Thomas Jefferson Papers

To Thomas Jefferson from William Short, 27 July 1791

From William Short

Paris July 27. 1791

Dear Sir

Having had an opportunity of writing to you by private hands on the 20th. and 24th. inst., this by the English packet is sent merely to shew you that I do not omit that regular conveyance.

The circumstances of this country remain as mentioned in those letters. There is so much zeal shewn among the Parisians for marching to the frontiers that they have been obliged to allow the capital a larger quota than was at first determined of the 97.000 thousand volunteer gardes nationales. They are now encamped near the champ de Mars and are only waiting for marching orders. There is every reason to believe that the other departments also will furnish their quotas with the same facility. It is a misfortune that this first enthusiasm should be thus lost, as it will certainly be the next year before they can have any enemy in face sufficient to render their services necessary.

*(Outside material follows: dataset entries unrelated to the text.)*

//! Settings loading with deep merge and environment variable overrides.
//!
//! Loading flow:
//! 1. Start with compiled [`AriaSettings::default()`]
//! 2. If `~/.aria/settings.json` exists, deep-merge user values over defaults
//! 3. Apply environment variable overrides (highest priority)
//!
//! Deep merge rules:
//! - Objects are merged recursively (source overrides target per-key)
//! - Arrays and primitives are replaced entirely by source
//! - Null values in source are skipped (preserving target)

use std::path::{Path, PathBuf};

use serde_json::Value;
use tracing::debug;

use crate::errors::Result;
use crate::types::AriaSettings;

/// Resolve the path to the settings file (`~/.aria/settings.json`).
pub fn settings_path() -> PathBuf {
    let home = std::env::var("HOME").unwrap_or_else(|_| "/tmp".to_string());
    PathBuf::from(home).join(".aria").join("settings.json")
}

/// Load settings from the default path with env var overrides.
pub fn load_settings() -> Result<AriaSettings> {
    load_settings_from_path(&settings_path())
}

/// Load settings from a specific path with env var overrides.
///
/// If the file does not exist, returns defaults. If the file contains
/// invalid JSON, returns an error.
pub fn load_settings_from_path(path: &Path) -> Result<AriaSettings> {
    let defaults = serde_json::to_value(AriaSettings::default())?;

    let merged = if path.exists() {
        debug!(?path, "loading settings from file");
        let content = std::fs::read_to_string(path)?;
        let user: Value = serde_json::from_str(&content)?;
        deep_merge(defaults, user)
    } else {
        debug!(?path, "settings file not found, using defaults");
        defaults
    };

    let mut settings: AriaSettings = serde_json::from_value(merged)?;
    apply_env_overrides(&mut settings);
    Ok(settings)
}

/// Recursive deep merge of two JSON values.
///
/// - Objects are merged recursively (source overrides target per-key)
/// - Arrays and primitives are replaced entirely by source
/// - Null values in source are skipped (preserving target)
pub fn deep_merge(target: Value, source: Value) -> Value {
    match (target, source) {
        (Value::Object(mut target_map), Value::Object(source_map)) => {
            for (key, source_val) in source_map {
                if source_val.is_null() {
                    continue;
                }
                let merged = if let Some(target_val) = target_map.remove(&key) {
                    deep_merge(target_val, source_val)
                } else {
                    source_val
                };
                let _ = target_map.insert(key, merged);
            }
            Value::Object(target_map)
        }
        (_, source) => source,
    }
}

/// Apply environment variable overrides to loaded settings.
///
/// Each env var has strict parsing rules:
/// - Integers must be valid and within the specified range
/// - Booleans accept: `true`/`1`/`yes`/`on` or `false`/`0`/`no`/`off`
/// - The link URL must parse as a `ws://` or `wss://` address
/// - Invalid values are silently ignored (fall back to file/default)
pub fn apply_env_overrides(settings: &mut AriaSettings) {
    if let Some(v) = read_env_bool("ARIA_LINK_ENABLED") {
        settings.link.enabled = v;
    }
    if let Some(v) = read_env_ws_url("ARIA_LINK_URL") {
        settings.link.url = v;
    }
    if let Some(v) = read_env_u64("ARIA_LINK_RETRY_DEBOUNCE_MS", 100, 600_000) {
        settings.link.retry_debounce_ms = v;
    }
    if let Some(v) = read_env_string("ARIA_LOG_LEVEL") {
        settings.log.level = v;
    }
}

// ── Pure parsing functions (testable without env vars) ──────────────────────

/// Parse a string as a boolean.
///
/// Accepts (case-insensitive): `true`/`1`/`yes`/`on` or `false`/`0`/`no`/`off`.
pub fn parse_bool(val: &str) -> Option<bool> {
    match val.to_lowercase().as_str() {
        "true" | "1" | "yes" | "on" => Some(true),
        "false" | "0" | "no" | "off" => Some(false),
        _ => None,
    }
}

/// Parse a string as a `u64` within a range.
pub fn parse_u64_range(val: &str, min: u64, max: u64) -> Option<u64> {
    let n: u64 = val.parse().ok()?;
    (n >= min && n <= max).then_some(n)
}

/// Parse a string as a WebSocket address (`ws://` or `wss://`).
pub fn parse_ws_url(val: &str) -> Option<String> {
    let parsed = url::Url::parse(val).ok()?;
    matches!(parsed.scheme(), "ws" | "wss").then(|| val.to_string())
}

// ── Env var readers (thin wrappers) ─────────────────────────────────────────

fn read_env_string(name: &str) -> Option<String> {
    std::env::var(name).ok().filter(|v| !v.is_empty())
}

fn read_env_bool(name: &str) -> Option<bool> {
    let val = std::env::var(name).ok()?;
    let result = parse_bool(&val);
    if result.is_none() {
        tracing::warn!(key = name, value = %val, "invalid boolean env var, ignoring");
    }
    result
}

fn read_env_u64(name: &str, min: u64, max: u64) -> Option<u64> {
    let val = std::env::var(name).ok()?;
    let result = parse_u64_range(&val, min, max);
    if result.is_none() {
        tracing::warn!(key = name, value = %val, "invalid u64 env var, ignoring");
    }
    result
}

fn read_env_ws_url(name: &str) -> Option<String> {
    let val = std::env::var(name).ok()?;
    let result = parse_ws_url(&val);
    if result.is_none() {
        tracing::warn!(key = name, value = %val, "invalid link URL env var, ignoring");
    }
    result
}

// ─────────────────────────────────────────────────────────────────────────────
// Tests
// ─────────────────────────────────────────────────────────────────────────────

The probability of their having such an one then increases every day, in proportion as peace to the North becomes more certain. There is no doubt it will be effected in the course of this summer. It is possible it may be already signed as the conferences of Sistovie have been renewed on one hand and the English minister sent extraordinarily to Petersburg for negotiating the peace has presented his powers in form on the other.

As yet the only cabinet which has expressed its sentiments on the present situation of the King, is Spain, whose official communication I have already sent to you.—The Emperor has just arrived at Vienna and it is expected he will soon say something either as head of the empire, with respect to the reclamations of the German princes—or as brother to the Queen and connected with the Royal family, with respect to their present treatment. Royal affections generally are subservient to political considerations so that if there was no other motive there would be little to fear from foreign influence, but the present posture of the King of France will necessarily bring the subject nearer home to the several crowned heads of Europe and render them the personal, as they have ever been the political, enemies of the present order of things in France. It is expected that several of them will soon break the silence they have hitherto scrupulously observed. How far they will go will depend of course on the internal situation of this country. There seems among the leading members a fixed determination to enter into no kind of transaction with any foreign power relative to the constitution—even those who disapprove many parts of that which has been decreed by peacemeals are determined to submit to its defects and support them to the last; rather than allow any change to be made by foreign interference; even if more conformable to their principles.

All parties seem impatient to see the whole of the constitution completed. The two committees of constitution and revision have been for some time employed in extracting it from the indigested mass of decrees. It will be proposed to the assembly in a few days. The committees have laid aside numberless of those articles which have been hitherto ridiculously called constitutional. As soon as the assembly shall have ratified the whole of the constitution as thus proposed, it will be offered to the King, who will no doubt accept it, and in that case he is to resume the reins of government. This is the present plan of the assembly. It may be thwarted from abroad or perhaps from within. Should that not be the case they will as they say immediately order the new elections.

D[roz] has been with me this morning. He determines to go, but says it will be impossible to leave this place in less than six months for the reasons mentioned in my No. 73. He is to have articles of agreement drawn up by Mr. Grand on the basis proposed, and then submit them to me.

The kind of warfare which has for some time subsisted between the Spaniards and Moors still continues. It is nothing more than an intermittent siege of the Spanish forts on the coast of Africa.—I am with sentiments of the most perfect respect & attachment Dear Sir your affectionate friend & servant,

W: Short

PrC (DLC: Short Papers); at head of text: “No. 75”; at foot of text: “Thomas Jefferson Secretary of State Philadelphia.” Tr (DNA: RG 59, DD). Recorded in SJL as received 22 Oct. 1791.